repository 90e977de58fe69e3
//! Request/response types for user endpoints.

use chrono::{DateTime, SecondsFormat, Utc};
use secrecy::SecretString;
use serde::{Deserialize, Serialize};
use serde_json::{Map, Value};
use utoipa::ToSchema;

use super::storage::User;

// Password-bearing bodies skip Debug so plaintext never reaches a log line.

#[derive(ToSchema, Deserialize)]
pub struct RegistrationRequest {
    pub user: NewUserBody,
}

#[derive(ToSchema, Deserialize)]
pub struct NewUserBody {
    pub email: String,
    pub username: String,
    #[schema(format = Password)]
    pub password: String,
}

impl NewUserBody {
    #[must_use]
    pub fn password(&self) -> SecretString {
        SecretString::from(self.password.clone())
    }
}

#[derive(ToSchema, Deserialize)]
pub struct LoginRequest {
    pub user: LoginBody,
}

#[derive(ToSchema, Deserialize)]
pub struct LoginBody {
    pub email: String,
    #[schema(format = Password)]
    pub password: String,
}

impl LoginBody {
    #[must_use]
    pub fn password(&self) -> SecretString {
        SecretString::from(self.password.clone())
    }
}

/// `{"user": {<column>: <value>, ...}}`; keys are checked against the allow-list.
#[derive(ToSchema, Deserialize, Debug)]
pub struct UpdateUserRequest {
    #[schema(value_type = Object)]
    pub user: Map<String, Value>,
}

#[derive(ToSchema, Serialize, Deserialize, Debug)]
pub struct UserResponse {
    pub user: UserBody,
}

#[derive(ToSchema, Serialize, Deserialize, Debug)]
#[serde(rename_all = "camelCase")]
pub struct UserBody {
    pub email: String,
    pub token: Option<String>,
    pub username: String,
    pub bio: Option<String>,
    pub created_at: String,
    pub updated_at: String,
}

#[derive(ToSchema, Serialize, Deserialize, Debug)]
pub struct LogoutResponse {
    pub message: String,
}

fn iso8601(at: DateTime<Utc>) -> String {
    at.to_rfc3339_opts(SecondsFormat::Millis, true)
}

impl UserResponse {
    #[must_use]
    pub fn new(user: User, token: Option<String>) -> Self {
        Self {
            user: UserBody {
                email: user.email,
                token,
                username: user.username,
                bio: user.bio,
                created_at: iso8601(user.created_at),
                updated_at: iso8601(user.updated_at),
            },
        }
    }
}
//! API handlers and shared request validation for Quill.

pub mod auth;
pub mod health;
pub mod user;
pub mod users;

use regex::Regex;

/// Lightweight email sanity check run before anything is persisted.
pub fn valid_email(email: &str) -> bool {
    Regex::new(r"^[^@\s]+@[^@\s]+\.[^@\s]+$").is_ok_and(|re| re.is_match(email))
}

/// Trim and lowercase so lookups and the unique index agree.
#[must_use]
pub fn normalize_email(email: &str) -> String {
    email.trim().to_lowercase()
}
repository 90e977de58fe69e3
//! Registration and login.
//!
//! Flow Overview:
//! 1) Normalize and validate the submitted email.
//! 2) Hash (registration) or verify (login) the password on the blocking pool.
//! 3) Issue a session token and return it in the user body.
//!
//! Login never says which of email or password was wrong; an unknown email
//! pays the same hashing cost as a bad password.

use axum::{
    extract::{rejection::JsonRejection, Extension},
    http::StatusCode,
    response::IntoResponse,
    Json,
};
use chrono::Utc;
use std::sync::Arc;
use tracing::{debug, info, instrument};

use super::{
    auth::{
        error::ErrorResponse,
        storage::{InsertOutcome, NewUser},
        types::{LoginRequest, RegistrationRequest, UserResponse},
        AuthError, AuthState,
    },
    normalize_email, valid_email,
};

/// Map axum's JSON rejection onto the error envelope.
pub(crate) fn json_body<T>(payload: Result<Json<T>, JsonRejection>) -> Result<T, AuthError> {
    payload
        .map(|Json(body)| body)
        .map_err(|rejection| AuthError::Malformed(rejection.body_text()))
}

#[utoipa::path(
    post,
    path = "/api/users",
    request_body = RegistrationRequest,
    responses(
        (status = 201, description = "User created, session issued", body = UserResponse),
        (status = 400, description = "Malformed body or invalid input", body = ErrorResponse),
        (status = 409, description = "Email already registered", body = ErrorResponse),
        (status = 500, description = "Internal error", body = ErrorResponse),
    ),
    tag = "users"
)]
#[instrument(skip_all)]
pub async fn registration(
    state: Extension<Arc<AuthState>>,
    payload: Result<Json<RegistrationRequest>, JsonRejection>,
) -> Result<impl IntoResponse, AuthError> {
    let request = json_body(payload)?.user;

    let email = normalize_email(&request.email);
    if !valid_email(&email) {
        return Err(AuthError::Malformed("invalid email".to_string()));
    }
    let username = request.username.trim().to_string();
    if username.is_empty() {
        return Err(AuthError::Malformed("username can't be blank".to_string()));
    }
    if request.password.is_empty() {
        return Err(AuthError::Malformed("password can't be blank".to_string()));
    }

    let (password, salt) = state.hasher.hash_new_blocking(request.password()).await?;

    let outcome = state
        .store
        .insert_user(NewUser {
            email,
            username,
            password,
            salt,
            created_at: Utc::now(),
        })
        .await
        .map_err(AuthError::Store)?;

    let user = match outcome {
        InsertOutcome::Created(user) => user,
        InsertOutcome::Conflict => {
            debug!("Registration rejected for existing email");
            return Err(AuthError::Conflict("email has already been taken".to_string()));
        }
    };

    let token = state.sessions.issue(user.id).await?;
    info!(user_id = user.id, "User registered");

    Ok((StatusCode::CREATED, Json(UserResponse::new(user, Some(token)))))
}

#[utoipa::path(
    post,
    path = "/api/users/login",
    request_body = LoginRequest,
    responses(
        (status = 200, description = "Credentials accepted, session issued", body = UserResponse),
        (status = 400, description = "Malformed body", body = ErrorResponse),
        (status = 401, description = "Email or password is invalid", body = ErrorResponse),
        (status = 500, description = "Internal error", body = ErrorResponse),
    ),
    tag = "users"
)]
#[instrument(skip_all)]
pub async fn login(
    state: Extension<Arc<AuthState>>,
    payload: Result<Json<LoginRequest>, JsonRejection>,
) -> Result<impl IntoResponse, AuthError> {
    let request = json_body(payload)?.user;
    let email = normalize_email(&request.email);

    let Some(user) = state
        .store
        .user_by_email(&email)
        .await
        .map_err(AuthError::Store)?
    else {
        state.hasher.decoy_blocking(request.password()).await?;
        return Err(AuthError::CredentialMismatch);
    };

    let matched = state
        .hasher
        .verify_blocking(request.password(), user.salt.clone(), user.password.clone())
        .await?;
    if !matched {
        return Err(AuthError::CredentialMismatch);
    }

    let token = state.sessions.issue(user.id).await?;
    debug!(user_id = user.id, "User logged in");

    Ok((StatusCode::OK, Json(UserResponse::new(user, Some(token)))))
}
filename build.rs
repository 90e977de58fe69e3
fn main() {
    // Exposes GIT_COMMIT_HASH and friends through `built_info`.
    built::write_built_file().expect("Failed to acquire build-time information");
}
//! Session token generation and at-rest hashing.

use anyhow::Context;
use base64ct::{Base64UrlUnpadded, Encoding};
use rand::{rngs::OsRng, RngCore};
use sha2::{Digest, Sha256};

use super::error::AuthError;

pub const TOKEN_BYTES: usize = 32;

/// Source of opaque bearer tokens.
pub trait TokenGenerator: Send + Sync {
    /// # Errors
    /// Returns [`AuthError::Entropy`] when no randomness is available.
    fn generate(&self) -> Result<String, AuthError>;
}

/// 256 bits from the OS CSPRNG, base64url without padding.
#[derive(Clone, Copy, Debug, Default)]
pub struct OsRngTokens;

impl TokenGenerator for OsRngTokens {
    fn generate(&self) -> Result<String, AuthError> {
        let mut bytes = [0u8; TOKEN_BYTES];
        OsRng
            .try_fill_bytes(&mut bytes)
            .context("failed to generate session token")
            .map_err(AuthError::Entropy)?;
        Ok(Base64UrlUnpadded::encode_string(&bytes))
    }
}

/// Tokens are stored as their SHA-256; the plaintext only lives with the client.
#[must_use]
pub fn hash_token(token: &str) -> Vec<u8> {
    Sha256::digest(token.as_bytes()).to_vec()
}
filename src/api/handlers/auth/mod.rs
//! Identity and access core.
//!
//! This module turns credentials into digests, digests into sessions, and
//! sessions into an authenticated identity for protected routes.
//!
//! ## Credentials
//!
//! Passwords are hashed with Argon2id into a raw 32-byte digest next to a
//! random 16-byte salt. Verification recomputes the digest and compares in
//! constant time. Hashing runs on the blocking pool.
//!
//! ## Sessions
//!
//! One session row per user. Tokens carry 256 bits from the OS RNG and are
//! stored as their SHA-256. Login replaces the row, a profile update rotates
//! the token in place, and logout deletes the row.
//!
//! ## Editable fields
//!
//! The catalog is read once at startup. Columns of `user_data` minus
//! `id, password, salt, created_at, updated_at` form the allow-list for
//! `PUT /api/user`. Later schema changes need a restart to show up.

pub mod error;
pub mod gate;
pub mod hasher;
pub mod memory;
pub mod profile;
pub mod schema;
pub mod session;
pub mod state;
pub mod storage;
pub mod token;
pub mod types;

pub use error::{AuthError, ErrorResponse};
pub use gate::{require_session, Authenticated, SessionContext};
pub use hasher::{CredentialHasher, HasherConfig};
pub use memory::MemoryStore;
pub use schema::{EditableFields, SchemaSnapshot};
pub use state::AuthState;
pub use storage::{IdentityStore, PgStore};
pub use token::{OsRngTokens, TokenGenerator};
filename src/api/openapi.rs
use super::handlers::{
    auth::{
        error::{ErrorBody, ErrorResponse},
        types::{
            LoginBody, LoginRequest, LogoutResponse, NewUserBody, RegistrationRequest,
            UpdateUserRequest, UserBody, UserResponse,
        },
    },
    health, user, users,
};
use utoipa::{
    openapi::{
        security::{HttpAuthScheme, HttpBuilder, SecurityScheme},
        Contact, InfoBuilder, License,
    },
    Modify, OpenApi,
};

#[derive(OpenApi)]
#[openapi(
    paths(
        health::health,
        users::registration,
        users::login,
        user::current_user,
        user::update_user,
        user::logout,
    ),
    components(schemas(
        health::Health,
        RegistrationRequest,
        NewUserBody,
        LoginRequest,
        LoginBody,
        UpdateUserRequest,
        UserResponse,
        UserBody,
        LogoutResponse,
        ErrorResponse,
        ErrorBody,
    )),
    modifiers(&SessionToken),
    tags(
        (name = "health", description = "Service and database health"),
        (name = "users", description = "Registration and login"),
        (name = "user", description = "Authenticated self-service"),
    )
)]
struct ApiDoc;

/// Registers the `token` security scheme used by protected routes.
struct SessionToken;

impl Modify for SessionToken {
    fn modify(&self, openapi: &mut utoipa::openapi::OpenApi) {
        let components = openapi.components.get_or_insert_with(Default::default);
        components.add_security_scheme(
            "token",
            SecurityScheme::Http(HttpBuilder::new().scheme(HttpAuthScheme::Bearer).build()),
        );
    }
}

#[must_use]
pub fn openapi() -> utoipa::openapi::OpenApi {
    let mut doc = ApiDoc::openapi();
    doc.info = cargo_info();
    doc
}

fn cargo_info() -> utoipa::openapi::Info {
    // Use Cargo.toml metadata instead of the derive defaults.
    let mut info = InfoBuilder::new()
        .title(env!("CARGO_PKG_NAME"))
        .version(env!("CARGO_PKG_VERSION"))
        .description(optional_str(env!("CARGO_PKG_DESCRIPTION")))
        .build();

    info.contact = cargo_contact();
    info.license = cargo_license();
    info
}

fn cargo_contact() -> Option<Contact> {
    // Cargo authors are `;` separated and may include "Name <email>".
    let authors = env!("CARGO_PKG_AUTHORS");
    let primary = authors.split(';').next().map(str::trim)?;
    if primary.is_empty() {
        return None;
    }

    let (name, email) = parse_author(primary);
    if name.is_none() && email.is_none() {
        return None;
    }

    let mut contact = Contact::new();
    contact.name = name.map(str::to_string);
    contact.email = email.map(str::to_string);
    Some(contact)
}

fn cargo_license() -> Option<License> {
    let identifier = optional_str(env!("CARGO_PKG_LICENSE"))?;
    let mut license = License::new(identifier);
    license.identifier = Some(identifier.to_string());
    Some(license)
}

fn optional_str(value: &'static str) -> Option<&'static str> {
    let trimmed = value.trim();
    if trimmed.is_empty() {
        None
    } else {
        Some(trimmed)
    }
}

fn non_empty(value: &str) -> Option<&str> {
    let value = value.trim();
    (!value.is_empty()).then_some(value)
}

fn parse_author(author: &str) -> (Option<&str>, Option<&str>) {
    match author.split_once('<') {
        Some((name, email)) => (non_empty(name), non_empty(email.trim_end_matches('>'))),
        None => (non_empty(author), None),
    }
}
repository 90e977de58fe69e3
//! Credential hashing with Argon2id.
//!
//! Digests are raw 32-byte Argon2id outputs stored next to a per-user 16-byte
//! salt. Verification recomputes the digest and compares it in constant time.

use anyhow::Context;
use argon2::{Algorithm, Argon2, Params, Version};
use rand::{rngs::OsRng, RngCore};
use secrecy::{ExposeSecret, SecretString};
use subtle::ConstantTimeEq;

use super::error::AuthError;

pub const SALT_LEN: usize = 16;
pub const DIGEST_LEN: usize = 32;
const DEFAULT_TIME_COST: u32 = 1;
const DEFAULT_MEMORY_KIB: u32 = 64 * 1024;
const DEFAULT_LANES: u32 = 4;

#[derive(Clone, Copy, Debug, PartialEq, Eq)]
pub struct HasherConfig {
    time_cost: u32,
    memory_kib: u32,
    lanes: u32,
}

impl HasherConfig {
    #[must_use]
    pub const fn new() -> Self {
        Self {
            time_cost: DEFAULT_TIME_COST,
            memory_kib: DEFAULT_MEMORY_KIB,
            lanes: DEFAULT_LANES,
        }
    }

    #[must_use]
    pub const fn with_time_cost(mut self, iterations: u32) -> Self {
        self.time_cost = iterations;
        self
    }

    #[must_use]
    pub const fn with_memory_kib(mut self, kib: u32) -> Self {
        self.memory_kib = kib;
        self
    }

    #[must_use]
    pub const fn with_lanes(mut self, lanes: u32) -> Self {
        self.lanes = lanes;
        self
    }

    #[must_use]
    pub const fn time_cost(&self) -> u32 {
        self.time_cost
    }

    #[must_use]
    pub const fn memory_kib(&self) -> u32 {
        self.memory_kib
    }

    #[must_use]
    pub const fn lanes(&self) -> u32 {
        self.lanes
    }
}

impl Default for HasherConfig {
    fn default() -> Self {
        Self::new()
    }
}

/// Derives and verifies password digests.
///
/// Cheap to clone; every call builds its own `Argon2` context from the shared
/// parameters.
#[derive(Clone, Debug)]
pub struct CredentialHasher {
    params: Params,
}

impl CredentialHasher {
    /// # Errors
    /// Returns [`AuthError::Hashing`] when the cost parameters are rejected by Argon2.
    pub fn new(config: HasherConfig) -> Result<Self, AuthError> {
        let params = Params::new(
            config.memory_kib,
            config.time_cost,
            config.lanes,
            Some(DIGEST_LEN),
        )
        .map_err(|err| AuthError::Hashing(err.to_string()))?;
        Ok(Self { params })
    }

    fn argon2(&self) -> Argon2<'static> {
        Argon2::new(Algorithm::Argon2id, Version::V0x13, self.params.clone())
    }

    /// Deterministic, salt-dependent digest of `plaintext`.
    ///
    /// # Errors
    /// Returns [`AuthError::Hashing`] if Argon2 rejects the input (e.g. a salt shorter than 8 bytes).
    pub fn derive_secret(&self, plaintext: &[u8], salt: &[u8]) -> Result<Vec<u8>, AuthError> {
        let mut digest = vec![0u8; DIGEST_LEN];
        self.argon2()
            .hash_password_into(plaintext, salt, &mut digest)
            .map_err(|err| AuthError::Hashing(err.to_string()))?;
        Ok(digest)
    }

    /// Recompute the digest and compare it with `expected` in constant time.
    ///
    /// A length mismatch is reported as a plain mismatch.
    ///
    /// # Errors
    /// Returns [`AuthError::Hashing`] if the digest cannot be derived.
    pub fn verify(&self, plaintext: &[u8], salt: &[u8], expected: &[u8]) -> Result<bool, AuthError> {
        let digest = self.derive_secret(plaintext, salt)?;
        Ok(bool::from(digest.as_slice().ct_eq(expected)))
    }

    /// Hash a new credential with a fresh salt. Returns `(digest, salt)`.
    ///
    /// # Errors
    /// Returns [`AuthError::Entropy`] when the OS RNG fails, or [`AuthError::Hashing`].
    pub fn hash_new(&self, plaintext: &[u8]) -> Result<(Vec<u8>, Vec<u8>), AuthError> {
        let salt = generate_salt(SALT_LEN)?;
        let digest = self.derive_secret(plaintext, &salt)?;
        Ok((digest, salt))
    }

    /// [`Self::hash_new`] on the blocking pool.
    ///
    /// # Errors
    /// Same as [`Self::hash_new`]; a panicked worker maps to [`AuthError::Hashing`].
    pub async fn hash_new_blocking(
        &self,
        plaintext: SecretString,
    ) -> Result<(Vec<u8>, Vec<u8>), AuthError> {
        let hasher = self.clone();
        tokio::task::spawn_blocking(move || hasher.hash_new(plaintext.expose_secret().as_bytes()))
            .await
            .map_err(|err| AuthError::Hashing(err.to_string()))?
    }

    /// [`Self::verify`] on the blocking pool.
    ///
    /// # Errors
    /// Same as [`Self::verify`]; a panicked worker maps to [`AuthError::Hashing`].
    pub async fn verify_blocking(
        &self,
        plaintext: SecretString,
        salt: Vec<u8>,
        expected: Vec<u8>,
    ) -> Result<bool, AuthError> {
        let hasher = self.clone();
        tokio::task::spawn_blocking(move || {
            hasher.verify(plaintext.expose_secret().as_bytes(), &salt, &expected)
        })
        .await
        .map_err(|err| AuthError::Hashing(err.to_string()))?
    }

    /// Burn one derivation for a login whose email is unknown, so that path
    /// costs the same as a wrong password.
    ///
    /// # Errors
    /// Only a panicked worker is reported.
    pub async fn decoy_blocking(&self, plaintext: SecretString) -> Result<(), AuthError> {
        let decoy_salt = vec![0u8; SALT_LEN];
        let decoy_digest = vec![0u8; DIGEST_LEN];
        self.verify_blocking(plaintext, decoy_salt, decoy_digest)
            .await
            .map(|_| ())
    }
}

/// Fill `size` bytes from the OS CSPRNG.
///
/// # Errors
/// Returns [`AuthError::Entropy`] if the OS refuses to provide randomness.
pub fn generate_salt(size: usize) -> Result<Vec<u8>, AuthError> {
    let mut salt = vec![0u8; size];
    OsRng
        .try_fill_bytes(&mut salt)
        .context("failed to generate salt")
        .map_err(AuthError::Entropy)?;
    Ok(salt)
}

#[cfg(test)]
pub(crate) fn cheap_hasher() -> CredentialHasher {
    match CredentialHasher::new(
        HasherConfig::new()
            .with_memory_kib(256)
            .with_time_cost(1)
            .with_lanes(1),
    ) {
        Ok(hasher) => hasher,
        Err(err) => panic!("cheap hasher params rejected: {err}"),
    }
}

- [Problem to work on] Go through the records and pull out each line that includes the word "Conflict".

- [Exercise response]
        InsertOutcome::Conflict => {
            return Err(AuthError::Conflict("email has already been taken".to_string()));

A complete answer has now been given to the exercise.